» **Problem description**: A faithful transcription of all the data is required.

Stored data

◆ ◆ ◆ ◆ ◆

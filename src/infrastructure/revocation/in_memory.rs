//! In-memory revocation list

use async_trait::async_trait;
use chrono::{DateTime, Utc};
use std::collections::HashMap;
use std::sync::Arc;
use tokio::sync::RwLock;

use crate::domain::{AuthError, RevocationList, TokenFingerprint};

/// Process-local revocation list
///
/// Reads share the lock, so concurrent token checks do not serialize; a
/// revoke holds the write lock only for the insert. Once `revoke` returns,
/// every later `is_revoked` in this process sees the entry.
#[derive(Debug, Default, Clone)]
pub struct InMemoryRevocationList {
    entries: Arc<RwLock<HashMap<TokenFingerprint, DateTime<Utc>>>>,
}

impl InMemoryRevocationList {
    pub fn new() -> Self {
        Self::default()
    }
}

#[async_trait]
impl RevocationList for InMemoryRevocationList {
    async fn revoke(
        &self,
        fingerprint: TokenFingerprint,
        expires_at: DateTime<Utc>,
    ) -> Result<(), AuthError> {
        self.entries.write().await.insert(fingerprint, expires_at);
        Ok(())
    }

    async fn is_revoked(&self, fingerprint: &TokenFingerprint) -> Result<bool, AuthError> {
        Ok(self.entries.read().await.contains_key(fingerprint))
    }

    async fn purge_expired(&self, now: DateTime<Utc>) -> Result<usize, AuthError> {
        let mut entries = self.entries.write().await;
        let before = entries.len();
        entries.retain(|_, expires_at| *expires_at > now);
        Ok(before - entries.len())
    }

    async fn len(&self) -> Result<usize, AuthError> {
        Ok(self.entries.read().await.len())
    }
}

#[cfg(test)]
mod tests {
    use super::*;

    fn at(secs: i64) -> DateTime<Utc> {
        DateTime::from_timestamp(secs, 0).unwrap()
    }

    #[tokio::test]
    async fn test_revoke_and_check() {
        let list = InMemoryRevocationList::new();
        let fingerprint = TokenFingerprint::of("a.b.c");

        assert!(!list.is_revoked(&fingerprint).await.unwrap());

        list.revoke(fingerprint.clone(), at(100)).await.unwrap();
        assert!(list.is_revoked(&fingerprint).await.unwrap());
        assert!(!list.is_revoked(&TokenFingerprint::of("x.y.z")).await.unwrap());
    }

    #[tokio::test]
    async fn test_revoke_is_idempotent() {
        let list = InMemoryRevocationList::new();

        list.revoke(TokenFingerprint::of("a.b.c"), at(100)).await.unwrap();
        list.revoke(TokenFingerprint::of("a.b.c"), at(100)).await.unwrap();

        assert_eq!(list.len().await.unwrap(), 1);
    }

    #[tokio::test]
    async fn test_purge_expired() {
        let list = InMemoryRevocationList::new();
        list.revoke(TokenFingerprint::of("old"), at(100)).await.unwrap();
        list.revoke(TokenFingerprint::of("boundary"), at(200)).await.unwrap();
        list.revoke(TokenFingerprint::of("fresh"), at(300)).await.unwrap();

        let purged = list.purge_expired(at(200)).await.unwrap();

        assert_eq!(purged, 2);
        assert_eq!(list.len().await.unwrap(), 1);
        assert!(list.is_revoked(&TokenFingerprint::of("fresh")).await.unwrap());
    }

    #[tokio::test]
    async fn test_concurrent_revocations_are_visible() {
        let list = InMemoryRevocationList::new();

        let handles: Vec<_> = (0..16)
            .map(|i| {
                let list = list.clone();
                tokio::spawn(async move {
                    list.revoke(TokenFingerprint::of(&format!("token-{}", i)), at(1_000))
                        .await
                        .unwrap();
                })
            })
            .collect();

        for handle in handles {
            handle.await.unwrap();
        }

        assert_eq!(list.len().await.unwrap(), 16);
        for i in 0..16 {
            assert!(list
                .is_revoked(&TokenFingerprint::of(&format!("token-{}", i)))
                .await
                .unwrap());
        }
    }
}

◆ ◆ ◆ ◆ ◆

» **Solution to this problem**:
filename src/infrastructure/revocation/in_memory.rs
//! In-memory revocation list

use async_trait::async_trait;
use chrono::{DateTime, Utc};
use std::collections::HashMap;
use std::sync::Arc;
use tokio::sync::RwLock;

use crate::domain::{AuthError, RevocationList, TokenFingerprint};

/// Process-local revocation list
///
/// Reads share the lock, so concurrent token checks do not serialize; a
/// revoke holds the write lock only for the insert. Once `revoke` returns,
/// every later `is_revoked` in this process sees the entry.
#[derive(Debug, Default, Clone)]
pub struct InMemoryRevocationList {
    entries: Arc<RwLock<HashMap<TokenFingerprint, DateTime<Utc>>>>,
}

impl InMemoryRevocationList {
    pub fn new() -> Self {
        Self::default()
    }
}

#[async_trait]
impl RevocationList for InMemoryRevocationList {
    async fn revoke(
        &self,
        fingerprint: TokenFingerprint,
        expires_at: DateTime<Utc>,
    ) -> Result<(), AuthError> {
        self.entries.write().await.insert(fingerprint, expires_at);
        Ok(())
    }

    async fn is_revoked(&self, fingerprint: &TokenFingerprint) -> Result<bool, AuthError> {
        Ok(self.entries.read().await.contains_key(fingerprint))
    }

    async fn purge_expired(&self, now: DateTime<Utc>) -> Result<usize, AuthError> {
        let mut entries = self.entries.write().await;
        let before = entries.len();
        entries.retain(|_, expires_at| *expires_at > now);
        Ok(before - entries.len())
    }

    async fn len(&self) -> Result<usize, AuthError> {
        Ok(self.entries.read().await.len())
    }
}

#[cfg(test)]
mod tests {
    use super::*;

    fn at(secs: i64) -> DateTime<Utc> {
        DateTime::from_timestamp(secs, 0).unwrap()
    }

    #[tokio::test]
    async fn test_revoke_and_check() {
        let list = InMemoryRevocationList::new();
        let fingerprint = TokenFingerprint::of("a.b.c");

        assert!(!list.is_revoked(&fingerprint).await.unwrap());

        list.revoke(fingerprint.clone(), at(100)).await.unwrap();
        assert!(list.is_revoked(&fingerprint).await.unwrap());
        assert!(!list.is_revoked(&TokenFingerprint::of("x.y.z")).await.unwrap());
    }

    #[tokio::test]
    async fn test_revoke_is_idempotent() {
        let list = InMemoryRevocationList::new();

        list.revoke(TokenFingerprint::of("a.b.c"), at(100)).await.unwrap();
        list.revoke(TokenFingerprint::of("a.b.c"), at(100)).await.unwrap();

        assert_eq!(list.len().await.unwrap(), 1);
    }

    #[tokio::test]
    async fn test_purge_expired() {
        let list = InMemoryRevocationList::new();
        list.revoke(TokenFingerprint::of("old"), at(100)).await.unwrap();
        list.revoke(TokenFingerprint::of("boundary"), at(200)).await.unwrap();
        list.revoke(TokenFingerprint::of("fresh"), at(300)).await.unwrap();

        let purged = list.purge_expired(at(200)).await.unwrap();

        assert_eq!(purged, 2);
        assert_eq!(list.len().await.unwrap(), 1);
        assert!(list.is_revoked(&TokenFingerprint::of("fresh")).await.unwrap());
    }

    #[tokio::test]
    async fn test_concurrent_revocations_are_visible() {
        let list = InMemoryRevocationList::new();

        let handles: Vec<_> = (0..16)
            .map(|i| {
                let list = list.clone();
                tokio::spawn(async move {
                    list.revoke(TokenFingerprint::of(&format!("token-{}", i)), at(1_000))
                        .await
                        .unwrap();
                })
            })
            .collect();

        for handle in handles {
            handle.await.unwrap();
        }

        assert_eq!(list.len().await.unwrap(), 16);
        for i in 0..16 {
            assert!(list
                .is_revoked(&TokenFingerprint::of(&format!("token-{}", i)))
                .await
                .unwrap());
        }
    }
}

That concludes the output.